What Others are Saying - Add Your Comment

  1. Jennifer   on 03/11 said:

    Excellent thoughts and msg to your boys as their future selves.  I always pray that God fills the gaps in my parenting and erases the memories of my goofs.

  2. Bonnie Johnson   on 03/13 said:

    I’ve always told my boys, “Take the good stuff your mom and dad’s parenting and remember it when you have children of your own.  Hit the delete button on the other stuff.” One of my sons is a daddy now and it’s great to see him using the good stuff and deleting the bad.  However, he’s also making good stuff of his own and serving up some things that his little girls will have to delete :-)

  3. Tami Blackwell Jennings   on 03/15 said:

    My kids call it “The Bad Mother Stories”. The four of them are all grown up and often at family gatherings they will bring up one or two and laugh… winking at me as they tell them.
    My best (or worst) Bad Mother Story is this one; it’s called She Left Us At The Bank!
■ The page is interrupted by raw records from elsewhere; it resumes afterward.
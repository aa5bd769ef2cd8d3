// SPDX-License-Identifier: MIT OR Apache-2.0
//! Input and output streams.

use std::fmt;
use std::fs::{self, File};
use std::io::{self, BufWriter, Read, Write};
use std::path::{Path, PathBuf};

/// Destination of the SVG chart
#[derive(Debug, Clone, PartialEq, Eq)]
pub enum ChartTarget {
    /// Process standard output
    Stdout,
    /// A file, created or truncated
    File(PathBuf),
}

impl ChartTarget {
    /// Open the target for writing
    ///
    /// # Errors
    ///
    /// Returns the error from creating the file.
    pub fn open(&self) -> io::Result<Box<dyn Write>> {
        match self {
            Self::Stdout => Ok(Box::new(io::stdout())),
            Self::File(path) => Ok(Box::new(BufWriter::new(File::create(path)?))),
        }
    }
}

impl fmt::Display for ChartTarget {
    fn fmt(&self, f: &mut fmt::Formatter<'_>) -> fmt::Result {
        match self {
            Self::Stdout => f.write_str("<stdout>"),
            Self::File(path) => write!(f, "{}", path.display()),
        }
    }
}

/// Read the whole input, from `path` or standard input
///
/// # Errors
///
/// Returns the read error.
pub fn read_input(path: Option<&Path>) -> io::Result<String> {
    if let Some(p) = path {
        fs::read_to_string(p)
    } else {
        let mut input = String::new();
        io::stdin().read_to_string(&mut input)?;
        Ok(input)
    }
}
One day I was in line at the drive thru bank. My youngest was 3 and decided he had to use the bathroom, now! There was no way out of the line… My 7 year old daughter said, “Mom, just let us go in and I’ll help him. I agreed, but told her to wait inside the front door and I’d come around to get them. Unbelievably, they returned, forgetting the part about waiting for me to drive around. The line was long and we waited… it was the first of the month yet, only one teller was working the window. Then, my daughter decided She had to go and could not wait. We had a TV in the car and all this drama was unfolding to the tune of the Lion King. So, out of the van they went, back to the bathrooms… I made her promise to wait at the front door this time. I was one car from the front of the line and just knew I’d be done before she was. Finally, I was there....but, horrors, I was overdrawn! My mind whirled… how could this be? Oh, no! I had to get home and figure it out. I was in tears and wished the silly Lion King would just stop. As I went home, thinking, and trying to figure out How the money had disappeared, my phone rang… Uh, Maam? This Is Betty from the Bank… Your children are here… Oh, My Gosh! Oh, No! I screeched to a stop and turned the van around… The Lion King played on as I tore back to town. The kids were coloring and sucking on lollipops. Not trauma… no tears. They looked up and said, “Oh, Hi Mom.” God Bless the Ladies at the bank! Thank God for small town life!
    So, Charles, just know that someday, as you are sitting down to a lovely Thanksgiving Dinner, one of your sons will inevitably wink at the others, nudge his wife and say,"Kids, let me tell you about the time your Grandpa forgot us at school!”
    The legacy has begun!

  4. Michèle Rhodes   on 03/16 said:

    Great story Charles - You are truly blessed - family, career, faith - and this story is not unlike what we readers would experience from one of your characters!

  5. Lee Miller   on 03/16 said:

    Sounds like you were experiencing “flow”.  If you get a chance, check out Mihaly Csikszentmihalyi’s book, Flow: The Psychology of Optimal Experience.  Most of us have experienced it at some time but sounds like you live in a perpetual state of “flow”.  Lucky you!